Adelanthus falcatus (Hook.) Mitt.
Jungermannia falcata Hook., Musci Exot. 1: tab. 89. 1818, non J. falcata Raddi, Jungermanniogr. Etrusca 22. 1818 [≡ Diplophyllum albicans (L.) Dumort.].
Plagiochila falcata (Hook.) Gottsche, Lindenb. & Nees, Syn. Hepat. 649. 1847, non P. falcata Steph., Sp. Hepat. 2: 248. 1902.
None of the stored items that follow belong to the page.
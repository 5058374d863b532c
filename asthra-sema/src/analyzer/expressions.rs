// Expression typing. Successful analysis records the resolved type in the
// NodeId side table; literals lean on the expected-type context so
// `let x: u64 = 0;` types the literal as u64.

use asthra_ast::*;
use asthra_diagnostics::{error_codes, fuzzy};

use super::Analyzer;
use crate::symbols::SymbolKind;
use crate::types::{TypeId, TypeKind};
Adelanthus falcatus (Hook.) Mitt., J. Proc. Linn. Soc., Bot. 7: 243. 1864.
Odontoschisma falcata (Hook.) Trevis., Mem. Reale Ist. Lombardo Sci. Lett. III, 4: 419. 1877.
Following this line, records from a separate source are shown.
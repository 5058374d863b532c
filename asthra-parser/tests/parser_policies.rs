// Context-sensitive parser policies: struct literal vs. block, tuple
// indices, generic arguments, argument-list markers, forbidden constructs.

use asthra_ast::*;
use asthra_diagnostics::error_codes;
use asthra_parser::{Parser, ParserOptions};

fn parse_ok(source: &str) -> Program {
    let _ = env_logger::builder().is_test(true).try_init();
    let mut parser = Parser::new(source, "test.asthra");
    let (program, diagnostics) = parser.parse_with_recovery();
    assert!(
        diagnostics.is_empty(),
        "unexpected diagnostics: {:?}",
        diagnostics
    );
    program
}

fn first_error_code(source: &str) -> u16 {
    let mut parser = Parser::with_options(
        source,
        "test.asthra",
        ParserOptions {
            allow_incomplete_parse: false,
            max_errors: 10,
        },
    );
    parser
        .parse_program()
        .expect_err("expected a parse error")
        .code()
}

fn body_of(program: &Program, name: &str) -> Block {
    for decl in &program.decls {
        if let Decl::Function(f) = decl {
            if f.name == name {
                return f.body.clone();
            }
        }
    }
    panic!("no function `{}`", name);
}

#[test]
fn if_condition_identifier_is_not_a_struct_literal() {
    let program = parse_ok("pub fn f(none) -> void { if enabled { return (); } return (); }");
    let body = body_of(&program, "f");
    assert!(
        matches!(body.statements[0].kind, StmtKind::If(_)),
        "expected an if statement, got {:?}",
        body.statements[0].kind
    );
}

#[test]
fn registered_type_opens_struct_literal() {
    let source = r#"
        pub struct Point { x: i32, y: i32 }
        pub fn f(none) -> void {
            let p: Point = Point { x: 1, y: 2 };
            return ();
        }
    "#;
    let program = parse_ok(source);
    let body = body_of(&program, "f");
    let StmtKind::Let { value: Some(value), .. } = &body.statements[0].kind else {
        panic!("expected let");
    };
    assert!(matches!(
        value.kind,
        ExprKind::StructLiteral { ref name, .. } if name == "Point"
    ));
}

#[test]
fn empty_braces_open_struct_literal() {
    // Rule (b): lookahead past `{` is `}` — even for unregistered names.
    let program = parse_ok("pub fn f(none) -> void { let e: Marker = Marker { }; return (); }");
    let body = body_of(&program, "f");
    let StmtKind::Let { value: Some(value), .. } = &body.statements[0].kind else {
        panic!("expected let");
    };
    assert!(matches!(value.kind, ExprKind::StructLiteral { .. }));
}

#[test]
fn tuple_index_chain_expands_dot_float() {
    // `t.0.1` reaches the parser as DOT FLOAT(0.1) and must expand into
    // two chained accesses, identical to explicit DOT 0 DOT 1.
    let program = parse_ok("pub fn f(none) -> void { let a: i32 = t.0.1; return (); }");
    let body = body_of(&program, "f");
    let StmtKind::Let { value: Some(value), .. } = &body.statements[0].kind else {
        panic!("expected let");
    };
    let ExprKind::FieldAccess { object, field } = &value.kind else {
        panic!("expected outer field access, got {:?}", value.kind);
    };
    assert_eq!(field, "1");
    let ExprKind::FieldAccess { object, field } = &object.kind else {
        panic!("expected inner field access");
    };
    assert_eq!(field, "0");
    assert!(matches!(object.kind, ExprKind::Ident(ref n) if n == "t"));
}

#[test]
fn single_tuple_index() {
    let program = parse_ok("pub fn f(none) -> void { let a: i32 = t.0; return (); }");
    let body = body_of(&program, "f");
    let StmtKind::Let { value: Some(value), .. } = &body.statements[0].kind else {
        panic!("expected let");
    };
    assert!(matches!(
        &value.kind,
        ExprKind::FieldAccess { field, .. } if field == "0"
    ));
}

#[test]
fn generic_struct_literal_with_type_args() {
    let source = r#"
        pub struct Vec<T> { items: []T }
        pub fn f(none) -> void {
            let v: Vec<i32> = Vec<i32> { items: [] };
            return ();
        }
    "#;
    let program = parse_ok(source);
    let body = body_of(&program, "f");
    let StmtKind::Let { value: Some(value), .. } = &body.statements[0].kind else {
        panic!("expected let");
    };
    let ExprKind::StructLiteral { type_args, .. } = &value.kind else {
        panic!("expected struct literal, got {:?}", value.kind);
    };
    assert_eq!(type_args.len(), 1);
}

#[test]
fn nested_generics_split_shift_token() {
    // `Vec<Vec<i32>>` ends in a `>>` token the parser must split.
    let source = r#"
        pub struct Vec<T> { items: []T }
        pub fn f(v: Vec<Vec<i32>>) -> void { return (); }
    "#;
    parse_ok(source);
}

#[test]
fn comparison_is_not_type_arguments() {
    let program = parse_ok("pub fn f(none) -> bool { return a < b; }");
    let body = body_of(&program, "f");
    let StmtKind::Return(value) = &body.statements[0].kind else {
        panic!("expected return");
    };
    assert!(matches!(
        value.kind,
        ExprKind::Binary { op: BinaryOp::Lt, .. }
    ));
}

#[test]
fn empty_argument_lists() {
    // `f(void)` gets the dedicated migration error
    assert_eq!(
        first_error_code("pub fn f(none) -> void { g(void); return (); }"),
        error_codes::VOID_ARGUMENT_LIST
    );
    // the spelled-out marker and the bare form both parse
    let program = parse_ok("pub fn f(none) -> void { g(none); h(); return (); }");
    let body = body_of(&program, "f");
    for stmt in &body.statements[..2] {
        let StmtKind::Expression(expr) = &stmt.kind else {
            panic!("expected expression statement");
        };
        let ExprKind::Call { args, .. } = &expr.kind else {
            panic!("expected call");
        };
        assert!(args.is_empty());
    }
}

#[test]
fn empty_parameter_lists_require_none() {
    assert_eq!(
        first_error_code("pub fn f() -> void { return (); }"),
        error_codes::MISSING_TOKEN
    );
}

#[test]
fn method_calls_may_use_bare_parens() {
    parse_ok("pub fn f(none) -> void { let n: u64 = v.len(); return (); }");
}

#[test]
fn trailing_comma_rejected_in_match_arms() {
    let source = r#"
        pub fn f(none) -> void {
            match x {
                1 => log("one"),
                _ => log("other"),
            }
            return ();
        }
    "#;
    assert_eq!(first_error_code(source), error_codes::TRAILING_COMMA);
}

#[test]
fn trailing_comma_rejected_in_struct_patterns() {
    let source = r#"
        pub struct Point { x: i32, y: i32 }
        pub fn f(none) -> void {
            match p {
                Point { x: a, y: b, } => log("hit")
            }
            return ();
        }
    "#;
    assert_eq!(first_error_code(source), error_codes::TRAILING_COMMA);
}

#[test]
fn unqualified_enum_pattern_gets_fix_it() {
    let source = r#"
        pub fn f(none) -> void {
            match x {
                Some(v) => v,
                _ => 0
            }
            return ();
        }
    "#;
    let mut parser = Parser::new(source, "test.asthra");
    let (_, diagnostics) = parser.parse_with_recovery();
    let diag = diagnostics
        .iter()
        .find(|d| d.code == error_codes::UNQUALIFIED_ENUM_PATTERN)
        .expect("expected the unqualified-pattern error");
    assert!(diag.suggestion.is_some());
}

#[test]
fn postfix_path_is_rejected() {
    assert_eq!(
        first_error_code("pub fn f(none) -> void { g(none)::h(); return (); }"),
        error_codes::POSTFIX_PATH
    );
}

#[test]
fn let_requires_type_annotation() {
    assert_eq!(
        first_error_code("pub fn f(none) -> i32 { let x = 1; return x; }"),
        error_codes::MISSING_TYPE_ANNOTATION
    );
}

#[test]
fn reserved_keyword_as_variable_name() {
    assert_eq!(
        first_error_code("pub fn f(none) -> void { let match: i32 = 1; return (); }"),
        error_codes::RESERVED_KEYWORD
    );
}

#[test]
fn return_requires_expression() {
    assert_eq!(
        first_error_code("pub fn f(none) -> void { return; }"),
        error_codes::MISSING_TOKEN
    );
}

#[test]
fn while_is_rejected_with_hint() {
    assert_eq!(
        first_error_code("pub fn f(none) -> void { while x { } return (); }"),
        error_codes::UNSUPPORTED_CONSTRUCT
    );
}

#[test]
fn spawn_forms_parse() {
    let source = r#"
        pub fn f(none) -> void {
            spawn worker(none);
            spawn_with_handle h = worker(none);
            let r: i32 = await h;
            return ();
        }
    "#;
    let program = parse_ok(source);
    let body = body_of(&program, "f");
    assert!(matches!(body.statements[0].kind, StmtKind::Spawn { .. }));
    assert!(matches!(
        body.statements[1].kind,
        StmtKind::SpawnWithHandle { .. }
    ));
}

#[test]
fn slice_expressions_parse() {
    let program = parse_ok(
        "pub fn f(none) -> void { let s: []i32 = a[1:2]; let t: []i32 = a[:]; return (); }",
    );
    let body = body_of(&program, "f");
    let StmtKind::Let { value: Some(value), .. } = &body.statements[0].kind else {
        panic!("expected let");
    };
    assert!(matches!(value.kind, ExprKind::Slice { .. }));
}

#[test]
fn ownership_tags_and_annotations_parse() {
    let source = r#"
        #[packed]
        pub struct Buffer { data: *mut u8 }
        pub fn f(none) -> void {
            let p: *mut u8 #[transfer_full] = q;
            return ();
        }
        extern "C" {
            #[transfer_none]
            fn malloc(size: usize) -> *mut u8;
        }
    "#;
    let program = parse_ok(source);
    let Decl::Struct(s) = &program.decls[0] else {
        panic!("expected struct");
    };
    assert_eq!(s.annotations[0].name, "packed");

    let body = body_of(&program, "f");
    let StmtKind::Let { ownership, .. } = &body.statements[0].kind else {
        panic!("expected let");
    };
    assert_eq!(ownership, &vec![OwnershipTag::TransferFull]);
}

#[test]
fn package_and_imports_parse() {
    let source = r#"
        package main;
        import "stdlib/io" as io;
        import "stdlib/string";
        pub fn main(none) -> void { return (); }
    "#;
    let program = parse_ok(source);
    assert_eq!(program.package.as_deref(), Some("main"));
    assert_eq!(program.imports.len(), 2);
    assert_eq!(program.imports[0].alias.as_deref(), Some("io"));
}

#[test]
fn impl_methods_require_visibility() {
    let source = r#"
        pub struct S { v: i32 }
        impl S {
            fn m(self) -> i32 { return 0; }
        }
    "#;
    assert_eq!(first_error_code(source), error_codes::MISSING_TOKEN);
}

#[test]
fn enum_constructor_expression() {
    let source = r#"
        pub enum Color { Red, Rgb(i32) }
        pub fn f(none) -> void {
            let c: Color = Color.Red;
            let d: Color = Color.Rgb(7);
            return ();
        }
    "#;
    let program = parse_ok(source);
    let body = body_of(&program, "f");
    let StmtKind::Let { value: Some(value), .. } = &body.statements[0].kind else {
        panic!("expected let");
    };
    assert!(matches!(
        &value.kind,
        ExprKind::EnumConstructor { enum_name, variant, payload: None }
            if enum_name == "Color" && variant == "Red"
    ));
}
Calyptrocolea falcata (Hook.) R.M.Schust., Rev. Bryol. Lichénol. 34: 689. 1967 (1966).
Type: New Zealand, South Is., Dusky Bay, 1791, Menzies (G!).
Plagiochila pusilla Mont., Ann. Sci. Nat. Bot. II, 19: 246. 1843.
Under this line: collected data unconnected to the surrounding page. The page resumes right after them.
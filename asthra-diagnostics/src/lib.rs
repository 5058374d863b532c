// Structured diagnostics for the Asthra front-end
// Accumulates coded errors/warnings with spans and suggestions; rendering
// beyond plain text (colors, snippets) is left to the host driver.

use std::fmt;

/// Source code location (line, column, file)
#[derive(Debug, Clone, PartialEq, Eq)]
pub struct Span {
    pub file: String,
    pub line: usize,
    pub column: usize,
    pub length: usize,
}

impl Span {
    pub fn new(file: String, line: usize, column: usize, length: usize) -> Self {
        Self {
            file,
            line,
            column,
            length,
        }
    }

    /// Resolve a byte range in `source` to a line/column span.
    pub fn from_file_and_span(file: &str, source: &str, span: std::ops::Range<usize>) -> Self {
        let start = span.start.min(source.len());
        let before = &source[..start];
        let line = before.chars().filter(|&c| c == '\n').count() + 1;
        let column = before
            .rfind('\n')
            .map_or(before.len() + 1, |pos| before.len() - pos);
        let length = span.end.saturating_sub(span.start).max(1);

        Self {
            file: file.to_string(),
            line,
            column,
            length,
        }
    }

    pub fn unknown() -> Self {
        Self {
            file: "<unknown>".to_string(),
            line: 0,
            column: 0,
            length: 0,
        }
    }
}

impl fmt::Display for Span {
    fn fmt(&self, f: &mut fmt::Formatter) -> fmt::Result {
        write!(f, "{}:{}:{}", self.file, self.line, self.column)
    }
}

/// Diagnostic severity levels
#[derive(Debug, Clone, Copy, PartialEq, Eq)]
pub enum Severity {
    Error,
    Warning,
    Note,
    Help,
}

impl fmt::Display for Severity {
    fn fmt(&self, f: &mut fmt::Formatter) -> fmt::Result {
        match self {
            Severity::Error => write!(f, "error"),
            Severity::Warning => write!(f, "warning"),
            Severity::Note => write!(f, "note"),
            Severity::Help => write!(f, "help"),
        }
    }
}

/// Structured diagnostic message
#[derive(Debug, Clone)]
pub struct Diagnostic {
    pub severity: Severity,
    pub code: u16,
    pub message: String,
    pub span: Span,
    pub notes: Vec<String>,
    pub help: Option<String>,
    pub suggestion: Option<Suggestion>,
}

/// Code suggestion with replacement text
#[derive(Debug, Clone)]
pub struct Suggestion {
    pub message: String,
    pub replacement: String,
    pub span: Span,
}

impl Diagnostic {
    pub fn new(severity: Severity, code: u16, message: String, span: Span) -> Self {
        Self {
            severity,
            code,
            message,
            span,
            notes: Vec::new(),
            help: None,
            suggestion: None,
        }
    }

    pub fn error(code: u16, message: String, span: Span) -> Self {
        Self::new(Severity::Error, code, message, span)
    }

    pub fn warning(code: u16, message: String, span: Span) -> Self {
        Self::new(Severity::Warning, code, message, span)
    }

    pub fn note(message: String, span: Span) -> Self {
        Self::new(Severity::Note, 0, message, span)
    }

    pub fn with_note(mut self, note: String) -> Self {
        self.notes.push(note);
        self
    }

    pub fn with_help(mut self, help: String) -> Self {
        self.help = Some(help);
        self
    }

    pub fn with_suggestion(mut self, message: String, replacement: String, span: Span) -> Self {
        self.suggestion = Some(Suggestion {
            message,
            replacement,
            span,
        });
        self
    }
}

impl fmt::Display for Diagnostic {
    fn fmt(&self, f: &mut fmt::Formatter) -> fmt::Result {
        writeln!(f, "{}[{}]: {}", self.severity, self.code, self.message)?;
        writeln!(
            f,
            " --> {}:{}:{}",
            self.span.file, self.span.line, self.span.column
        )?;
        for note in &self.notes {
            writeln!(f, " = note: {}", note)?;
        }
        if let Some(help) = &self.help {
            writeln!(f, " = help: {}", help)?;
        }
        if let Some(suggestion) = &self.suggestion {
            writeln!(
                f,
                " = help: {}: `{}`",
                suggestion.message, suggestion.replacement
            )?;
        }
        Ok(())
    }
}

/// Diagnostic collection and reporting engine
#[derive(Debug)]
pub struct DiagnosticEngine {
    diagnostics: Vec<Diagnostic>,
    error_count: usize,
    warning_count: usize,
    max_errors: usize,
    limit_reached: bool,
}

impl Default for DiagnosticEngine {
    fn default() -> Self {
        Self::new()
    }
}

pub const DEFAULT_MAX_ERRORS: usize = 100;

impl DiagnosticEngine {
    pub fn new() -> Self {
        Self::with_max_errors(DEFAULT_MAX_ERRORS)
    }

    pub fn with_max_errors(max_errors: usize) -> Self {
        Self {
            diagnostics: Vec::new(),
            error_count: 0,
            warning_count: 0,
            max_errors,
            limit_reached: false,
        }
    }

    /// Record a diagnostic. Error-level items past `max_errors` are dropped;
    /// a single terminal note marks the cutoff.
    pub fn emit(&mut self, diagnostic: Diagnostic) {
        if diagnostic.severity == Severity::Error {
            if self.error_count >= self.max_errors {
                if !self.limit_reached {
                    self.limit_reached = true;
                    self.diagnostics.push(Diagnostic::note(
                        format!("further errors suppressed after {}", self.max_errors),
                        diagnostic.span.clone(),
                    ));
                }
                return;
            }
            self.error_count += 1;
        } else if diagnostic.severity == Severity::Warning {
            self.warning_count += 1;
        }
        self.diagnostics.push(diagnostic);
    }

    pub fn emit_error(&mut self, code: u16, message: String, span: Span) {
        self.emit(Diagnostic::error(code, message, span));
    }

    pub fn emit_warning(&mut self, code: u16, message: String, span: Span) {
        self.emit(Diagnostic::warning(code, message, span));
    }

    pub fn has_errors(&self) -> bool {
        self.error_count > 0
    }

    pub fn error_count(&self) -> usize {
        self.error_count
    }

    pub fn warning_count(&self) -> usize {
        self.warning_count
    }

    pub fn at_error_limit(&self) -> bool {
        self.limit_reached
    }

    pub fn diagnostics(&self) -> &[Diagnostic] {
        &self.diagnostics
    }

    pub fn into_diagnostics(self) -> Vec<Diagnostic> {
        self.diagnostics
    }

    /// Merge another engine's diagnostics, preserving source order within
    /// each engine.
    pub fn absorb(&mut self, other: DiagnosticEngine) {
        for diag in other.diagnostics {
            self.emit(diag);
        }
    }

    /// Exit status for the host driver: 0 iff no error-level diagnostics.
    pub fn exit_status(&self) -> i32 {
        if self.has_errors() {
            1
        } else {
            0
        }
    }

    /// Export diagnostics as JSON for IDEs and external tooling.
    pub fn to_json(&self) -> String {
        let mut json = String::from("{\"diagnostics\":[");

        for (i, diag) in self.diagnostics.iter().enumerate() {
            if i > 0 {
                json.push(',');
            }

            json.push_str(&format!(
                "{{\"severity\":\"{}\",\"code\":{},\"message\":\"{}\",\"file\":\"{}\",\"line\":{},\"column\":{},\"length\":{}",
                diag.severity,
                diag.code,
                escape_json(&diag.message),
                escape_json(&diag.span.file),
                diag.span.line,
                diag.span.column,
                diag.span.length
            ));

            if !diag.notes.is_empty() {
                json.push_str(",\"notes\":[");
                for (j, note) in diag.notes.iter().enumerate() {
                    if j > 0 {
                        json.push(',');
                    }
                    json.push_str(&format!("\"{}\"", escape_json(note)));
                }
                json.push(']');
            }

            if let Some(help) = &diag.help {
                json.push_str(&format!(",\"help\":\"{}\"", escape_json(help)));
            }

            json.push('}');
        }

        json.push_str("]}");
        json
    }

    pub fn clear(&mut self) {
        self.diagnostics.clear();
        self.error_count = 0;
        self.warning_count = 0;
        self.limit_reached = false;
    }
}

fn escape_json(s: &str) -> String {
    s.replace('\\', "\\\\").replace('"', "\\\"").replace('\n', "\\n")
}

/// Helper constructors for common diagnostic patterns
impl DiagnosticEngine {
    pub fn type_mismatch(&mut self, expected: &str, found: &str, span: Span) {
        self.emit(
            Diagnostic::error(
                error_codes::TYPE_MISMATCH,
                "mismatched types".to_string(),
                span,
            )
            .with_note(format!("expected `{}`, found `{}`", expected, found)),
        );
    }

    pub fn undefined_symbol(&mut self, name: &str, span: Span, candidates: &[String]) {
        let mut diag = Diagnostic::error(
            error_codes::UNDEFINED_SYMBOL,
            format!("cannot find `{}` in this scope", name),
            span,
        );

        let similar = fuzzy::find_similar_names(name, candidates, 0.7, 3);
        if !similar.is_empty() {
            diag = diag.with_help(format!("did you mean `{}`?", similar.join("`, `")));
        }

        self.emit(diag);
    }

    pub fn duplicate_symbol(&mut self, name: &str, span: Span) {
        self.emit(Diagnostic::error(
            error_codes::DUPLICATE_SYMBOL,
            format!("`{}` is already declared in this scope", name),
            span,
        ));
    }

    pub fn argument_count_mismatch(&mut self, fn_name: &str, expected: usize, found: usize, span: Span) {
        self.emit(
            Diagnostic::error(
                error_codes::ARGUMENT_COUNT,
                format!(
                    "this function takes {} argument{} but {} {} supplied",
                    expected,
                    if expected == 1 { "" } else { "s" },
                    found,
                    if found == 1 { "was" } else { "were" }
                ),
                span,
            )
            .with_note(format!("function `{}` defined here", fn_name)),
        );
    }
}

/// Numeric error code taxonomy, stable across releases and surfaced to
/// tooling. Lexical 1xxx, syntax 2xxx, semantic 3xxx, grammar/advisory
/// 4xxx, recovery 5xxx, import 6xxx.
pub mod error_codes {
    // Lexical (1xxx)
    pub const INVALID_TOKEN: u16 = 1000;
    pub const UNTERMINATED_STRING: u16 = 1001;
    pub const INVALID_NUMBER: u16 = 1002;
    pub const INVALID_ESCAPE: u16 = 1003;
    pub const STRAY_COMMENT_CLOSE: u16 = 1004;

    // Syntax (2xxx)
    pub const UNEXPECTED_TOKEN: u16 = 2000;
    pub const MISSING_TOKEN: u16 = 2001;
    pub const INVALID_EXPRESSION: u16 = 2002;
    pub const MISSING_TYPE_ANNOTATION: u16 = 2003;
    pub const RESERVED_KEYWORD: u16 = 2004;
    pub const TRAILING_COMMA: u16 = 2005;
    pub const VOID_ARGUMENT_LIST: u16 = 2006;
    pub const POSTFIX_PATH: u16 = 2007;
    pub const UNQUALIFIED_ENUM_PATTERN: u16 = 2008;

    // Semantic (3xxx)
    pub const UNDEFINED_SYMBOL: u16 = 3000;
    pub const DUPLICATE_SYMBOL: u16 = 3001;
    pub const TYPE_MISMATCH: u16 = 3002;
    pub const INVALID_OPERATION: u16 = 3003;
    pub const INVALID_RETURN: u16 = 3004;
    pub const INVALID_PATTERN: u16 = 3005;
    pub const UNSUPPORTED_CONSTRUCT: u16 = 3006;
    pub const ARGUMENT_COUNT: u16 = 3007;
    pub const UNKNOWN_MEMBER: u16 = 3008;
    pub const IMMUTABLE_ASSIGN: u16 = 3009;
    pub const UNSAFE_REQUIRED: u16 = 3010;

    // Grammar / advisory (4xxx)
    pub const UNREACHABLE_CODE: u16 = 4001;
    pub const NON_EXHAUSTIVE_MATCH: u16 = 4002;
    pub const UNUSED_IMPORT: u16 = 4003;
    pub const UNINITIALIZED_READ: u16 = 4004;

    // Recovery (5xxx)
    pub const PARSE_RECOVERY: u16 = 5000;
    pub const RECOVERY_LIMIT: u16 = 5001;

    // Import (6xxx)
    pub const UNKNOWN_MODULE_ALIAS: u16 = 6000;
    pub const DUPLICATE_MODULE_ALIAS: u16 = 6001;
}

/// Fuzzy matching utilities for "did you mean?" suggestions
pub mod fuzzy {
    use strsim::jaro_winkler;

    /// Find similar names using Jaro-Winkler distance.
    /// Returns up to `max_suggestions` names with similarity > threshold.
    pub fn find_similar_names(
        target: &str,
        candidates: &[String],
        threshold: f64,
        max_suggestions: usize,
    ) -> Vec<String> {
        let mut scored: Vec<(String, f64)> = candidates
            .iter()
            .map(|candidate| {
                let similarity = jaro_winkler(target, candidate);
                (candidate.clone(), similarity)
            })
            .filter(|(_, score)| *score > threshold)
            .collect();

        scored.sort_by(|a, b| b.1.partial_cmp(&a.1).unwrap_or(std::cmp::Ordering::Equal));

        scored
            .into_iter()
            .take(max_suggestions)
            .map(|(name, _)| name)
            .collect()
    }
}

#[cfg(test)]
mod tests {
    use super::*;

    #[test]
    fn test_span_from_byte_range() {
        let source = "fn main(none) -> void {\n    let x: i32 = 0;\n}";
        let offset = source.find("let").unwrap();
        let span = Span::from_file_and_span("main.asthra", source, offset..offset + 3);

        assert_eq!(span.line, 2);
        assert_eq!(span.column, 5);
        assert_eq!(span.length, 3);
    }

    #[test]
    fn test_diagnostic_display() {
        let span = Span::new("test.asthra".to_string(), 2, 21, 7);
        let diag = Diagnostic::error(error_codes::TYPE_MISMATCH, "mismatched types".to_string(), span)
            .with_note("expected `i32`, found `string`".to_string());

        let formatted = diag.to_string();
        assert!(formatted.contains("error[3002]"));
        assert!(formatted.contains("test.asthra:2:21"));
        assert!(formatted.contains("expected `i32`, found `string`"));
    }

    #[test]
    fn test_error_limit() {
        let mut engine = DiagnosticEngine::with_max_errors(2);
        for i in 0..5 {
            engine.emit_error(
                error_codes::UNEXPECTED_TOKEN,
                format!("error {}", i),
                Span::unknown(),
            );
        }

        assert_eq!(engine.error_count(), 2);
        assert!(engine.at_error_limit());
        // 2 errors + 1 terminal note
        assert_eq!(engine.diagnostics().len(), 3);
    }

    #[test]
    fn test_warnings_do_not_fail_unit() {
        let mut engine = DiagnosticEngine::new();
        engine.emit_warning(
            error_codes::NON_EXHAUSTIVE_MATCH,
            "match may not be exhaustive".to_string(),
            Span::unknown(),
        );

        assert!(!engine.has_errors());
        assert_eq!(engine.exit_status(), 0);
        assert_eq!(engine.warning_count(), 1);
    }

    #[test]
    fn test_to_json_is_valid() {
        let mut engine = DiagnosticEngine::new();
        engine.emit_error(
            error_codes::UNDEFINED_SYMBOL,
            "cannot find `foo` in this scope".to_string(),
            Span::new("a.asthra".to_string(), 1, 1, 3),
        );

        let json = engine.to_json();
        let parsed: serde_json::Value = serde_json::from_str(&json).unwrap();
        assert_eq!(parsed["diagnostics"][0]["code"], 3000);
    }

    #[test]
    fn test_fuzzy_suggestions() {
        let candidates = vec![
            "range".to_string(),
            "panic".to_string(),
            "log".to_string(),
        ];
        let similar = fuzzy::find_similar_names("rnge", &candidates, 0.7, 3);
        assert_eq!(similar, vec!["range".to_string()]);
    }
}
Jungermannia pusilla (Mont.) Hook.f. & Taylor, London J. Bot. 3: 578. 1844, non J. pusilla L., Spec. Pl. ed. 1. 1136. 1753.
Type: Nova-Hollandia, Tasmania (= Van Diemen), sin. coll., “ex Herb. Mus. Paris, ex Montagne” (G!).
Plagiochila intermixta Colenso, Trans. & Proc. New Zealand Inst. 21: 49. 1889 (1888).
Type: New Zealand, Dannevirke, 1888, Colenso.
Plagiochila subpetiolata Colenso, Trans. & Proc. New Zealand Inst. 21: 49. 1889 (1888).
Type: New Zealand, Whakatane Co., near L. Waikare, 1887, Hamilton.
Marsupidium capillare Berggr., On New Zealand Hep. 36. f. 25. 1898.
Plagiochila capillaris (Berggr.) E.A.Hodgs., Trans. Roy. Soc. New Zealand 85: 581. 1958, non P. capillare Schiffn. in Steph., Sp. Hepat. 6: 137. 1918.
Adelanthus capillaris (Berggr.) E.A.Hodgs., Trans. Roy. Soc. New Zealand, Bot. 3: 77. 1965.
Type: New Zealand, South Is., Canterbury Prov., Castle Hill, Berggren 3156.
Plagiochila appressifolia Steph., Sp. Hepat. 6: 124. 1917.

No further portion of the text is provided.